Una vez que se han aislado los miembros de la biblioteca que se unen específicamente al primer y/o segundo tipo de célula, se puede determinar la secuencia de codificación de ADN de estas moléculas. Por consiguiente, en ciertas realizaciones, los métodos de la invención comprenden además la etapa de determinar la secuencia de codificación de ADN de al menos una porción de los miembros de biblioteca aislados. Se puede emplear cualquier medio reconocido en la técnica para la determinación de la secuencia de ADN. En una realización particular, la secuencia de codificación de ADN se determina mediante técnicas de secuenciación profunda de molécula única (por ejemplo, secuenciación de pirosis). Las técnicas de secuenciación profunda de molécula única son bien conocidas en la técnica (véanse, por ejemplo, las descritas en el documento US6,210,891) En ciertas realizaciones, donde los polipéptidos de unión son anticuerpos, o fragmentos de unión a antígeno de los mismos, se determina la secuencia de codificación de
ADN de la región CDR3. En ciertas realizaciones, se determinan las secuencias de codificación de ADN del miembro de la biblioteca que se unen al primer y segundo tipo de células. Se considera que los miembros de la biblioteca que se unen específicamente al primer tipo de célula pero no al segundo tipo de célula comprenden polipéptidos de unión que se unen específicamente a un antígeno específico para el primer tipo de célula.
Una vez que se ha identificado un polipéptido de unión que se une específicamente al antígeno de la superficie celular, se puede expresar de forma heteróloga in vitro (por ejemplo, en células o en un sistema de expresión libre de células) o in vivo (por ejemplo, en un animal transgénico). Por consiguiente, en ciertas realizaciones, los métodos de la invención comprenden además la etapa de expresar heterólogamente in vitro (por ejemplo, en células o en un sistema de expresión libre de células) o in vivo (por ejemplo, en un animal transgénico), el polipéptido de unión identificado.
En ciertas realizaciones, la identidad del antígeno se conoce antes de realizar los métodos de la invención. Sin embargo, no es necesario conocer la identidad del antígeno. De hecho, en ciertas realizaciones, la identidad del antígeno es desconocida antes de realizar los métodos de la invención. Por lo tanto, en este último caso, los métodos de la invención permiten la identificación de nuevos antígenos y epítopos presentes en la superficie de un tipo de célula de interés (por ejemplo, una célula tumoral).
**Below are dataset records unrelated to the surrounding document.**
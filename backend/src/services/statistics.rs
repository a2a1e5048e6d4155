//! Open-probability aggregation over the event ledger.
//!
//! The aggregation functions are pure: they take the events and `now` and
//! recompute everything on each call. A bucket's probability is the share
//! of its events that record an open state; empty buckets are left out.
//!
//! # Windows
//!
//! | Aggregate | Window | Bucket |
//! |---|---|---|
//! | [`daily_change_stats`] | last 30 days | UTC calendar day |
//! | [`weekly_breakdown`] | last 90 days | weekday, weekday × hour (9–21) |

use std::collections::BTreeMap;
use std::sync::Arc;

use chrono::{DateTime, Datelike, Duration, NaiveDate, Timelike, Utc};

use super::ledger::Ledger;
use crate::clock::Clock;
use crate::db::repository::RepositoryResult;
use crate::models::{DailyChangeStats, DailyStat, HourlyStat, StatsSummary, StatusEvent, WeeklyStat};

pub const DAILY_WINDOW_DAYS: i64 = 30;
pub const WEEKLY_WINDOW_DAYS: i64 = 90;
pub const FIRST_HOUR: u32 = 9;
pub const LAST_HOUR: u32 = 21;

/// Weekday names indexed from Sunday.
pub const WEEKDAY_NAMES: [&str; 7] = [
    "Sunday",
    "Monday",
    "Tuesday",
    "Wednesday",
    "Thursday",
    "Friday",
    "Saturday",
];

#[derive(Debug, Clone, Copy, Default)]
struct Tally {
    open: u32,
    total: u32,
}

impl Tally {
    fn record(&mut self, is_open: bool) {
        self.total += 1;
        if is_open {
            self.open += 1;
        }
    }

    fn probability(&self) -> Option<f64> {
        (self.total > 0).then(|| f64::from(self.open) / f64::from(self.total))
    }
}

fn in_window<'a>(
    events: &'a [StatusEvent],
    now: DateTime<Utc>,
    days: i64,
) -> impl Iterator<Item = &'a StatusEvent> {
    let since = now - Duration::days(days);
    events
        .iter()
        .filter(move |e| e.timestamp >= since && e.timestamp <= now)
}

/// Per-day open probability over the trailing 30 days, ascending by date.
///
/// `total_changes` is passed through unchanged; it counts the whole ledger,
/// not just the window.
pub fn daily_change_stats(
    events: &[StatusEvent],
    total_changes: i64,
    now: DateTime<Utc>,
) -> DailyChangeStats {
    let mut days: BTreeMap<NaiveDate, Tally> = BTreeMap::new();
    for event in in_window(events, now, DAILY_WINDOW_DAYS) {
        days.entry(event.timestamp.date_naive())
            .or_default()
            .record(event.is_open);
    }

    let daily_stats = days
        .into_iter()
        .filter_map(|(date, tally)| {
            tally
                .probability()
                .map(|probability| DailyStat { date, probability })
        })
        .collect();

    DailyChangeStats {
        total_changes,
        daily_stats,
    }
}

/// Weekday × hour open probabilities over the trailing 90 days.
///
/// Weekdays run Sunday first and only appear when they have events. The
/// hourly list is restricted to 09–21 and may be empty for a weekday whose
/// events all fall outside those hours.
pub fn weekly_breakdown(events: &[StatusEvent], now: DateTime<Utc>) -> Vec<WeeklyStat> {
    let mut days = [Tally::default(); 7];
    let mut hours: BTreeMap<(usize, u32), Tally> = BTreeMap::new();

    for event in in_window(events, now, WEEKLY_WINDOW_DAYS) {
        let day = event.timestamp.weekday().num_days_from_sunday() as usize;
        let hour = event.timestamp.hour();
        days[day].record(event.is_open);
        if (FIRST_HOUR..=LAST_HOUR).contains(&hour) {
            hours.entry((day, hour)).or_default().record(event.is_open);
        }
    }

    days.iter()
        .enumerate()
        .filter_map(|(day, tally)| {
            let daily_probability = tally.probability()?;
            let hourly = hours
                .range((day, FIRST_HOUR)..=(day, LAST_HOUR))
                .filter_map(|(&(_, hour), t)| {
                    t.probability()
                        .map(|probability| HourlyStat { hour, probability })
                })
                .collect();
            Some(WeeklyStat {
                day: WEEKDAY_NAMES[day].to_string(),
                daily_probability,
                hourly,
            })
        })
        .collect()
}

/// Read side of the ledger: recomputes aggregates per call.
#[derive(Clone)]
pub struct StatisticsService {
    ledger: Ledger,
    clock: Arc<dyn Clock>,
}

impl StatisticsService {
    pub fn new(ledger: Ledger, clock: Arc<dyn Clock>) -> Self {
        Self { ledger, clock }
    }

    pub async fn weekly_breakdown(&self) -> RepositoryResult<Vec<WeeklyStat>> {
        let now = self.clock.now();
        let events = self
            .ledger
            .events_since(now - Duration::days(WEEKLY_WINDOW_DAYS))
            .await?;
        Ok(weekly_breakdown(&events, now))
    }

    pub async fn daily_change_stats(&self) -> RepositoryResult<DailyChangeStats> {
        let now = self.clock.now();
        let total = self.ledger.count().await?;
        let events = self
            .ledger
            .events_since(now - Duration::days(DAILY_WINDOW_DAYS))
            .await?;
        Ok(daily_change_stats(&events, total, now))
    }

    /// Totals, latest change and the 30-day daily series in one document.
    pub async fn summary(&self) -> RepositoryResult<StatsSummary> {
        let latest = self.ledger.get_latest().await?;
        let daily = self.daily_change_stats().await?;
        Ok(StatsSummary {
            total_changes: daily.total_changes,
            last_change: latest.as_ref().map(|e| e.timestamp),
            current_state: latest.map(|e| e.is_open).unwrap_or(false),
            daily_changes: daily.daily_stats,
        })
    }
}
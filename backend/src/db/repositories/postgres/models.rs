use chrono::{DateTime, Utc};
use diesel::prelude::*;

use super::schema::sede_statuses;
use crate::models::{EventId, NewStatusEvent, StatusEvent};

#[derive(Debug, Clone, Queryable, Selectable)]
#[diesel(table_name = sede_statuses)]
#[diesel(check_for_backend(diesel::pg::Pg))]
pub struct StatusRow {
    pub id: i64,
    pub is_open: bool,
    pub timestamp: DateTime<Utc>,
}

#[derive(Debug, Clone, Insertable)]
#[diesel(table_name = sede_statuses)]
pub struct NewStatusRow {
    pub is_open: bool,
    pub timestamp: DateTime<Utc>,
}

impl From<StatusRow> for StatusEvent {
    fn from(row: StatusRow) -> Self {
        StatusEvent {
            id: EventId(row.id),
            is_open: row.is_open,
            timestamp: row.timestamp,
        }
    }
}

impl From<NewStatusEvent> for NewStatusRow {
    fn from(event: NewStatusEvent) -> Self {
        NewStatusRow {
            is_open: event.is_open,
            timestamp: event.timestamp,
        }
    }
}
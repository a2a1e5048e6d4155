//! Shared helpers for integration tests.

use std::collections::HashSet;
use std::sync::Mutex;

static ENV_LOCK: Mutex<()> = Mutex::new(());

/// Run `f` with the given environment overrides, restoring the previous
/// values afterwards (also on panic).
///
/// `Some(v)` sets a variable, `None` removes it. Calls are serialized since
/// the environment is process-global and tests run in parallel.
#[allow(dead_code)]
pub fn with_scoped_env<F, R>(changes: &[(&str, Option<&str>)], f: F) -> R
where
    F: FnOnce() -> R,
{
    let _lock = ENV_LOCK.lock().unwrap_or_else(|e| e.into_inner());
    let _restore = EnvRestore::apply(changes);
    f()
}

struct EnvRestore {
    previous: Vec<(String, Option<String>)>,
}

impl EnvRestore {
    fn apply(changes: &[(&str, Option<&str>)]) -> Self {
        let keys: HashSet<&str> = changes.iter().map(|(k, _)| *k).collect();
        let previous = keys
            .into_iter()
            .map(|k| (k.to_string(), std::env::var(k).ok()))
            .collect();

        for (key, value) in changes {
            match value {
                Some(v) => std::env::set_var(key, v),
                None => std::env::remove_var(key),
            }
        }

        Self { previous }
    }
}

impl Drop for EnvRestore {
    fn drop(&mut self) {
        for (key, value) in self.previous.drain(..) {
            match value {
                Some(v) => std::env::set_var(&key, v),
                None => std::env::remove_var(&key),
            }
        }
    }
}
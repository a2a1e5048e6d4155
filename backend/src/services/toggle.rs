//! The toggle protocol: a debounced flip of the open/closed state.
//!
//! A toggle reads the latest event, rejects the request while the cooldown
//! since that event is still running, optionally resolves who is toggling,
//! and appends the flipped state. Only one toggle runs at a time in this
//! process, and the append itself is conditional on the latest event not
//! having changed, so two callers can never both succeed inside one window.

use std::sync::Arc;
use std::time::Duration;

use log::{error, info, warn};
use thiserror::Error;
use tokio::sync::Mutex;

use super::card_lookup::{CardNameResolver, LookupError};
use super::ledger::Ledger;
use super::notification::{state_change_message, NotificationDispatcher};
use crate::clock::Clock;
use crate::db::repository::RepositoryError;
use crate::models::{AppendOutcome, NewStatusEvent, StatusEvent};

/// Minimum time between two accepted toggles.
pub const DEFAULT_COOLDOWN: Duration = Duration::from_secs(60);

#[derive(Debug, Error)]
pub enum ToggleError {
    #[error("Status can only be changed every {} seconds", .cooldown.as_secs())]
    CooldownActive { cooldown: Duration },
    #[error("upstream lookup failed: {0}")]
    UpstreamFailure(LookupError),
    /// A dependency did not answer within its deadline.
    #[error("deadline exceeded: {0}")]
    Timeout(String),
    #[error("storage failure: {0}")]
    Storage(RepositoryError),
}

impl From<RepositoryError> for ToggleError {
    fn from(err: RepositoryError) -> Self {
        if err.is_timeout() {
            ToggleError::Timeout(err.to_string())
        } else {
            ToggleError::Storage(err)
        }
    }
}

impl From<LookupError> for ToggleError {
    fn from(err: LookupError) -> Self {
        match err {
            LookupError::Timeout(_) => ToggleError::Timeout(err.to_string()),
            other => ToggleError::UpstreamFailure(other),
        }
    }
}

/// Card credential presented by the door reader.
#[derive(Debug, Clone, Default, PartialEq, Eq)]
pub struct CardCredential {
    pub card_id: String,
    pub hash: String,
}

impl CardCredential {
    pub fn new(card_id: impl Into<String>, hash: impl Into<String>) -> Self {
        Self {
            card_id: card_id.into(),
            hash: hash.into(),
        }
    }

    /// Lookups are only made when both parts are present.
    pub fn is_complete(&self) -> bool {
        !self.card_id.is_empty() && !self.hash.is_empty()
    }
}

/// Result of an accepted toggle.
#[derive(Debug, Clone, PartialEq)]
pub struct ToggleOutcome {
    pub event: StatusEvent,
    pub actor: Option<String>,
}

impl ToggleOutcome {
    pub fn is_open(&self) -> bool {
        self.event.is_open
    }
}

pub struct ToggleService {
    ledger: Ledger,
    clock: Arc<dyn Clock>,
    cooldown: Duration,
    resolver: Option<Arc<dyn CardNameResolver>>,
    notifications: Option<NotificationDispatcher>,
    writer: Mutex<()>,
}

impl ToggleService {
    pub fn new(ledger: Ledger, clock: Arc<dyn Clock>) -> Self {
        Self {
            ledger,
            clock,
            cooldown: DEFAULT_COOLDOWN,
            resolver: None,
            notifications: None,
            writer: Mutex::new(()),
        }
    }

    pub fn with_cooldown(mut self, cooldown: Duration) -> Self {
        self.cooldown = cooldown;
        self
    }

    pub fn with_resolver(mut self, resolver: Arc<dyn CardNameResolver>) -> Self {
        self.resolver = Some(resolver);
        self
    }

    pub fn with_notifications(mut self, dispatcher: NotificationDispatcher) -> Self {
        self.notifications = Some(dispatcher);
        self
    }

    pub fn cooldown(&self) -> Duration {
        self.cooldown
    }

    /// Flip the state. The ledger is untouched on every error path.
    pub async fn toggle(
        &self,
        credential: Option<&CardCredential>,
    ) -> Result<ToggleOutcome, ToggleError> {
        let _writer = self.writer.lock().await;

        let now = self.clock.now();
        let latest = self.ledger.get_latest().await?;

        if let Some(ref latest) = latest {
            // Clock behind the ledger counts as zero elapsed.
            let elapsed = (now - latest.timestamp)
                .to_std()
                .unwrap_or(Duration::ZERO);
            if elapsed < self.cooldown {
                return Err(ToggleError::CooldownActive {
                    cooldown: self.cooldown,
                });
            }
        }

        let actor = match (credential, &self.resolver) {
            (Some(card), Some(resolver)) if card.is_complete() => {
                match resolver.resolve(&card.card_id, &card.hash).await {
                    Ok(name) => name,
                    Err(e) => {
                        warn!("Card lookup failed, toggle aborted: {}", e);
                        return Err(e.into());
                    }
                }
            }
            _ => None,
        };

        let is_open = latest.as_ref().map(|e| !e.is_open).unwrap_or(true);
        let expected = latest.as_ref().map(|e| e.id);

        let event = match self
            .ledger
            .append_if_latest(expected, NewStatusEvent::new(is_open, now))
            .await
        {
            Ok(AppendOutcome::Appended(event)) => event,
            Ok(AppendOutcome::Stale(current)) => {
                warn!(
                    "Ledger moved during toggle (now at {:?}); rejecting",
                    current.map(|e| e.id)
                );
                return Err(ToggleError::CooldownActive {
                    cooldown: self.cooldown,
                });
            }
            Err(e) => {
                error!("Failed to append status event: {}", e);
                return Err(e.into());
            }
        };

        info!(
            "State changed to {} by {}",
            if event.is_open { "open" } else { "closed" },
            actor.as_deref().unwrap_or("anonymous")
        );

        if let Some(ref dispatcher) = self.notifications {
            dispatcher.dispatch(state_change_message(event.is_open, actor.as_deref()));
        }

        Ok(ToggleOutcome { event, actor })
    }
}
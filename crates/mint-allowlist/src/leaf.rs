//! Address parsing and leaf hashing.
//!
//! A leaf is `keccak256(abi.encodePacked(address))`: the hash of the raw 20
//! address bytes, with no padding.

use alloy_primitives::{Address, B256};

use crate::{
    error::{AllowlistError, Result},
    hasher::Keccak256Hasher,
};

/// Hex digits in an address.
const ADDRESS_HEX_LEN: usize = 40;

/// Hex digits in a 32-byte hash.
const HASH_HEX_LEN: usize = 64;

/// Parses an address from hex text.
///
/// Accepts any case, an optional `0x` prefix and surrounding whitespace. The
/// checksum of mixed-case input is not enforced.
///
/// # Errors
/// Returns [`AllowlistError::InvalidAddress`] unless the input is exactly 40
/// hex digits.
pub fn parse_address(input: &str) -> Result<Address> {
    let digits = strip_hex_prefix(input.trim());
    if digits.len() != ADDRESS_HEX_LEN {
        return Err(AllowlistError::invalid_address(
            input,
            format!("expected {ADDRESS_HEX_LEN} hex chars, got {}", digits.len()),
        ));
    }

    let mut bytes = [0u8; 20];
    hex::decode_to_slice(digits, &mut bytes)
        .map_err(|e| AllowlistError::invalid_address(input, e.to_string()))?;
    Ok(Address::from(bytes))
}

/// Parses a 32-byte hash from hex text.
///
/// Same leniency as [`parse_address`]; the result is normalized so equal
/// hashes compare equal regardless of input case.
///
/// # Errors
/// Returns [`AllowlistError::InvalidHash`] unless the input is exactly 64 hex
/// digits.
pub fn parse_hash(input: &str) -> Result<B256> {
    let digits = strip_hex_prefix(input.trim());
    if digits.len() != HASH_HEX_LEN {
        return Err(AllowlistError::invalid_hash(
            input,
            format!("expected {HASH_HEX_LEN} hex chars, got {}", digits.len()),
        ));
    }

    let mut bytes = [0u8; 32];
    hex::decode_to_slice(digits, &mut bytes)
        .map_err(|e| AllowlistError::invalid_hash(input, e.to_string()))?;
    Ok(B256::from(bytes))
}

/// Hashes a parsed address into its Merkle leaf.
pub fn address_leaf(address: &Address) -> B256 {
    Keccak256Hasher::hash(address.as_slice())
}

/// Parses `address` and hashes it into its Merkle leaf.
///
/// # Errors
/// Returns [`AllowlistError::InvalidAddress`] for malformed input.
pub fn compute_leaf(address: &str) -> Result<B256> {
    parse_address(address).map(|address| address_leaf(&address))
}

/// Formats a hash as `0x` followed by 64 lowercase hex digits.
pub fn format_hash_hex(hash: &B256) -> String {
    format!("{hash:#x}")
}

fn strip_hex_prefix(s: &str) -> &str {
    s.strip_prefix("0x").or_else(|| s.strip_prefix("0X")).unwrap_or(s)
}

#[cfg(test)]
mod tests {
    use super::*;
    use alloy_primitives::{address, b256};

    #[test]
    fn test_parse_address_with_prefix() {
        let parsed = parse_address("0x70997970C51812dc3A010C7d01b50e0d17dc79C8").unwrap();
        assert_eq!(parsed, address!("0x70997970C51812dc3A010C7d01b50e0d17dc79C8"));
    }

    #[test]
    fn test_parse_address_without_prefix() {
        let parsed = parse_address("  70997970c51812dc3a010c7d01b50e0d17dc79c8 ").unwrap();
        assert_eq!(parsed, address!("0x70997970C51812dc3A010C7d01b50e0d17dc79C8"));
    }

    #[test]
    fn test_parse_address_invalid_length() {
        let err = parse_address("0x1234").unwrap_err();
        assert!(matches!(err, AllowlistError::InvalidAddress { .. }));
    }

    #[test]
    fn test_parse_address_invalid_hex() {
        let err = parse_address("0xzz997970C51812dc3A010C7d01b50e0d17dc79C8").unwrap_err();
        assert!(matches!(err, AllowlistError::InvalidAddress { .. }));
    }

    #[test]
    fn test_compute_leaf_zero_address() {
        let leaf = compute_leaf("0x0000000000000000000000000000000000000000").unwrap();
        assert_eq!(leaf, b256!("0x5380c7b7ae81a58eb98d9c78de4a1fd7fd9535fc953ed2be602daaa41767312a"));
    }

    #[test]
    fn test_compute_leaf_matches_encode_packed() {
        let leaf = compute_leaf("0xf39Fd6e51aad88F6F4ce6aB8827279cffFb92266").unwrap();
        assert_eq!(leaf, b256!("0xe9707d0e6171f728f7473c24cc0432a9b07eaaf1efed6a137a4a8c12c79552d9"));
    }

    #[test]
    fn test_compute_leaf_ignores_case() {
        let mixed = compute_leaf("0xF39FD6E51AAD88F6F4CE6AB8827279CFFFB92266").unwrap();
        let lower = compute_leaf("0xf39fd6e51aad88f6f4ce6ab8827279cfffb92266").unwrap();
        assert_eq!(mixed, lower);
    }

    #[test]
    fn test_parse_hash_normalizes_case() {
        let upper = parse_hash("0xE9707D0E6171F728F7473C24CC0432A9B07EAAF1EFED6A137A4A8C12C79552D9").unwrap();
        assert_eq!(
            format_hash_hex(&upper),
            "0xe9707d0e6171f728f7473c24cc0432a9b07eaaf1efed6a137a4a8c12c79552d9"
        );
    }

    #[test]
    fn test_parse_hash_rejects_short_input() {
        assert!(matches!(parse_hash("0x1234").unwrap_err(), AllowlistError::InvalidHash { .. }));
        assert!(matches!(parse_hash("0x").unwrap_err(), AllowlistError::InvalidHash { .. }));
    }
}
En ciertas realizaciones, los métodos desvelados en el presente documento comprenden la selección de polipéptidos de unión que son capaces de internalización funcional tras la unión al antígeno de la superficie celular. Dichos polipéptidos de unión son particularmente útiles en la producción de conjugados de fármacos porque permiten el suministro de un fármaco citotóxico al interior de una célula diana. Se puede emplear cualquier metodología para la detección de la internalización funcional. Por ejemplo, la biblioteca de polipéptidos de unión de ácido nucleico variada puede ponerse en contacto con las células diana en condiciones que permitan la internalización del polipéptido de unión (por ejemplo, durante aproximadamente 1-2 horas a 37 °C). Las células pueden lavarse y lisarse con tampón de lisis celular en presencia de inhibidores de la proteasa. Los miembros de la biblioteca internalizados pueden precipitarse con etanol y las secuencias de codificación de ADN enriquecerse por amplificación por PCR.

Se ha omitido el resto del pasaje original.